#### [TASK DATA]
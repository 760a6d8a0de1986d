//! Scrollable text panel: an ordered list of lines, at most one of which is
//! editable, drawn onto a [`Surface`].

pub mod edit;
pub mod layout;
pub mod line;
pub mod markup;
pub mod style;
pub mod surface;

pub use edit::EditBuffer;
pub use layout::Rect;
pub use line::{Line, LineHandle, LineKind, LineSnapshot};
pub use style::StylePreset;
pub use surface::{Frame, MemorySurface, Surface, TerminalSurface, ToggleButton};

use layout::{PanelGeometry, Row};
use std::io;
use style::{PANEL_ID, TOGGLE_LABEL};
use tracing::{debug, warn};

/// Mounted panel root as seen by the host.
#[derive(Debug, Clone, PartialEq, Eq)]
pub struct PanelRoot {
    pub id: &'static str,
    /// Panel body at mount time; `None` when mounted collapsed.
    pub area: Option<Rect>,
    pub toggle: Option<Rect>,
}

/// Capability to edit one specific line.
///
/// Handed out by [`TextPanel::set_editable`]; stale targets stop working as
/// soon as a different line (or none) becomes editable.
#[derive(Debug, Clone, Copy, PartialEq, Eq)]
pub struct EditTarget {
    handle: LineHandle,
}

impl EditTarget {
    pub fn handle(&self) -> LineHandle {
        self.handle
    }
}

/// What a surface cell belongs to.
#[derive(Debug, Clone, Copy, PartialEq, Eq)]
pub enum HitTarget {
    Panel,
    Toggle,
    Outside,
}

/// Line store plus presentation state for one mounted panel.
pub struct TextPanel {
    preset: StylePreset,
    lines: Vec<Line>,
    editing: Option<(LineHandle, EditBuffer)>,
    collapsed: bool,
    /// Rows scrolled back from the bottom; zero follows new output.
    scroll_back: usize,
    surface: Option<Box<dyn Surface>>,
}

impl TextPanel {
    pub fn new(preset: StylePreset) -> Self {
        Self {
            preset,
            lines: Vec::new(),
            editing: None,
            collapsed: false,
            scroll_back: 0,
            surface: None,
        }
    }

    /// Start collapsed (side panel only).
    pub fn with_collapsed(mut self, collapsed: bool) -> Self {
        self.collapsed = collapsed && self.preset.has_toggle();
        self
    }

    pub fn preset(&self) -> &StylePreset {
        &self.preset
    }

    /// Attach to `surface` and draw the (empty) root.
    ///
    /// Mounting again replaces the previous surface; the old one is detached.
    pub fn mount(&mut self, mut surface: Box<dyn Surface>) -> io::Result<PanelRoot> {
        if let Some(mut previous) = self.surface.take() {
            debug!("replacing previously mounted surface");
            if let Err(err) = previous.detach() {
                warn!(error = %err, "failed to detach previous surface");
            }
        }
        surface.attach(&self.preset)?;
        let (cols, rows) = surface.size()?;
        self.surface = Some(surface);
        let geometry = self.geometry(cols, rows);
        self.render()?;
        Ok(PanelRoot {
            id: PANEL_ID,
            area: geometry.panel,
            toggle: geometry.toggle,
        })
    }

    /// Detach from the surface. Lines are kept.
    pub fn unmount(&mut self) -> io::Result<()> {
        match self.surface.take() {
            Some(mut surface) => surface.detach(),
            None => Ok(()),
        }
    }

    pub fn is_mounted(&self) -> bool {
        self.surface.is_some()
    }

    /// Append one non-editable line of markup at the bottom.
    pub fn append_line(&mut self, content: &str) -> LineHandle {
        let handle = LineHandle(self.lines.len());
        self.lines.push(Line::output(content));
        self.scroll_back = 0;
        handle
    }

    pub fn len(&self) -> usize {
        self.lines.len()
    }

    pub fn is_empty(&self) -> bool {
        self.lines.is_empty()
    }

    /// Make `handle` the single editable line, or none.
    ///
    /// The previously editable line is demoted: its typed text is frozen as
    /// escaped content so it renders literally from then on. Returns the edit
    /// capability for the new line.
    pub fn set_editable(&mut self, handle: Option<LineHandle>) -> Option<EditTarget> {
        if let (Some(previous), Some(next)) = (self.editable(), handle) {
            if previous != next {
                warn!(
                    previous = previous.index(),
                    "editable line replaced without being demoted first"
                );
            }
        }
        self.demote_editable();
        let handle = handle?;
        (handle.index() < self.lines.len()).then(|| self.promote(handle))
    }

    /// Append an empty line and make it the editable one.
    pub fn append_editable_line(&mut self) -> EditTarget {
        if let Some(previous) = self.editable() {
            warn!(
                previous = previous.index(),
                "editable line replaced without being demoted first"
            );
        }
        self.demote_editable();
        let handle = self.append_line("");
        self.promote(handle)
    }

    fn demote_editable(&mut self) {
        let Some((previous, buffer)) = self.editing.take() else {
            return;
        };
        if let Some(line) = self.lines.get_mut(previous.index()) {
            line.content = markup::escape(&buffer.into_text());
            line.kind = LineKind::Input;
            line.editable = false;
        }
    }

    fn promote(&mut self, handle: LineHandle) -> EditTarget {
        let mut buffer = EditBuffer::default();
        if let Some(line) = self.lines.get_mut(handle.index()) {
            buffer = EditBuffer::new(&line.text());
            line.kind = LineKind::Input;
            line.editable = true;
        }
        self.editing = Some((handle, buffer));
        self.scroll_back = 0;
        EditTarget { handle }
    }

    /// Currently editable line, if any.
    pub fn editable(&self) -> Option<LineHandle> {
        self.editing.as_ref().map(|(handle, _)| *handle)
    }

    /// Rendered text of a line; for the editable line this is the live buffer.
    pub fn text(&self, handle: LineHandle) -> Option<String> {
        if let Some((editing, buffer)) = &self.editing {
            if *editing == handle {
                return Some(buffer.text().to_string());
            }
        }
        self.lines.get(handle.index()).map(Line::text)
    }

    pub fn snapshot(&self) -> Vec<LineSnapshot> {
        self.lines
            .iter()
            .enumerate()
            .map(|(idx, line)| {
                let handle = LineHandle(idx);
                LineSnapshot {
                    handle,
                    text: self.text(handle).unwrap_or_default(),
                    kind: line.kind,
                    editable: line.editable,
                }
            })
            .collect()
    }

    /// Edit buffer for `target`, if it is still the editable line.
    pub fn edit_buffer(&mut self, target: EditTarget) -> Option<&mut EditBuffer> {
        match self.editing.as_mut() {
            Some((handle, buffer)) if *handle == target.handle => Some(buffer),
            _ => None,
        }
    }

    /// Focus the editable line. Returns whether focus changed.
    pub fn focus_editable(&mut self) -> bool {
        match self.editing.as_mut() {
            Some((_, buffer)) => {
                let changed = buffer.focus();
                if changed {
                    self.scroll_back = 0;
                }
                changed
            }
            None => false,
        }
    }

    pub fn blur_editable(&mut self) {
        if let Some((_, buffer)) = self.editing.as_mut() {
            buffer.blur();
        }
    }

    pub fn is_editable_focused(&self) -> bool {
        self.editing
            .as_ref()
            .is_some_and(|(_, buffer)| buffer.is_focused())
    }

    pub fn is_collapsed(&self) -> bool {
        self.collapsed
    }

    /// Flip the collapsed flag (side panel only). Returns the new state.
    pub fn toggle_collapsed(&mut self) -> bool {
        if self.preset.has_toggle() {
            self.collapsed = !self.collapsed;
            debug!(collapsed = self.collapsed, "panel toggled");
        }
        self.collapsed
    }

    pub fn scroll_up(&mut self, rows: usize) {
        self.scroll_back = self.scroll_back.saturating_add(rows);
    }

    pub fn scroll_down(&mut self, rows: usize) {
        self.scroll_back = self.scroll_back.saturating_sub(rows);
    }

    /// Classify a surface cell.
    pub fn hit_test(&self, column: u16, row: u16) -> io::Result<HitTarget> {
        let (cols, rows) = self.surface_size()?;
        let geometry = self.geometry(cols, rows);
        if geometry.toggle.is_some_and(|rect| rect.contains(column, row)) {
            return Ok(HitTarget::Toggle);
        }
        if geometry.panel.is_some_and(|rect| rect.contains(column, row)) {
            return Ok(HitTarget::Panel);
        }
        Ok(HitTarget::Outside)
    }

    /// Compose the current frame.
    pub fn frame(&self) -> io::Result<Frame> {
        let (cols, rows) = self.surface_size()?;
        Ok(self.compose(cols, rows).0)
    }

    /// Draw the current frame onto the mounted surface; no-op when unmounted.
    pub fn render(&mut self) -> io::Result<()> {
        let Some(surface) = self.surface.as_ref() else {
            return Ok(());
        };
        let (cols, rows) = surface.size()?;
        let (frame, max_back) = self.compose(cols, rows);
        // Clamp so scrolling past the top stops at the first row.
        self.scroll_back = self.scroll_back.min(max_back);
        match self.surface.as_mut() {
            Some(surface) => surface.draw(&frame),
            None => Ok(()),
        }
    }

    fn surface_size(&self) -> io::Result<(u16, u16)> {
        match self.surface.as_ref() {
            Some(surface) => surface.size(),
            None => Ok((0, 0)),
        }
    }

    fn geometry(&self, cols: u16, rows: u16) -> PanelGeometry {
        layout::panel_geometry(self.preset.kind, self.collapsed, cols, rows)
    }

    /// Wrap every line for `text_cols`, returning rows and the caret cell.
    fn wrapped_rows(&self, text_cols: usize) -> (Vec<Row>, Option<(usize, usize)>) {
        let mut rows = Vec::new();
        let mut cursor = None;
        for (idx, line) in self.lines.iter().enumerate() {
            let wrapped = match &self.editing {
                Some((handle, buffer)) if handle.index() == idx => {
                    let fragments = layout::literal_fragments(buffer.text());
                    let caret = buffer.is_focused().then_some(buffer.cursor());
                    layout::wrap_fragments(&fragments, text_cols, caret)
                }
                _ => {
                    let fragments = markup::parse(&line.content);
                    let fragments = if self.preset.preserve_whitespace
                        || line.kind == LineKind::Input
                    {
                        fragments
                    } else {
                        layout::collapse_whitespace(fragments)
                    };
                    layout::wrap_fragments(&fragments, text_cols, None)
                }
            };
            if let Some((row, col)) = wrapped.cursor {
                cursor = Some((rows.len() + row, col));
            }
            rows.extend(wrapped.rows);
        }
        (rows, cursor)
    }

    /// Build the frame and report how far back scrolling can reach.
    fn compose(&self, cols: u16, rows: u16) -> (Frame, usize) {
        let geometry = self.geometry(cols, rows);
        let toggle = geometry.toggle.map(|rect| ToggleButton {
            rect,
            label: TOGGLE_LABEL,
            collapsed: self.collapsed,
        });
        let mut frame = Frame {
            cols,
            rows,
            preset: self.preset,
            panel: geometry.panel,
            toggle,
            lines: Vec::new(),
            cursor: None,
        };
        let Some(panel) = geometry.panel else {
            return (frame, 0);
        };

        let (all_rows, cursor) = self.wrapped_rows(layout::text_columns(panel));
        let height = usize::from(panel.height);
        let max_back = all_rows.len().saturating_sub(height);
        let back = self.scroll_back.min(max_back);
        let end = all_rows.len() - back;
        let start = end.saturating_sub(height);

        frame.cursor = cursor.and_then(|(row, col)| {
            if row < start || row >= end {
                return None;
            }
            let x = usize::from(panel.x) + usize::from(style::LINE_PADDING) + col;
            let y = usize::from(panel.y) + (row - start);
            Some((u16::try_from(x).ok()?, u16::try_from(y).ok()?))
        });
        frame.lines = all_rows[start..end].to_vec();
        (frame, max_back)
    }
}

impl Drop for TextPanel {
    fn drop(&mut self) {
        if let Err(err) = self.unmount() {
            warn!(error = %err, "failed to detach surface on drop");
        }
    }
}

#### [WORK ORDER]
Find where the line with "#[derive(Debug, Clone, PartialEq, Eq)]" sits in the material above, then copy exactly from it through the line with "pub struct EditTarget". Add no other line.

#### [TASK SOLUTION]
#[derive(Debug, Clone, PartialEq, Eq)]
pub struct PanelRoot {
    pub id: &'static str,
    /// Panel body at mount time; `None` when mounted collapsed.
    pub area: Option<Rect>,
    pub toggle: Option<Rect>,
}

/// Capability to edit one specific line.
///
/// Handed out by [`TextPanel::set_editable`]; stale targets stop working as
/// soon as a different line (or none) becomes editable.
#[derive(Debug, Clone, Copy, PartialEq, Eq)]
pub struct EditTarget {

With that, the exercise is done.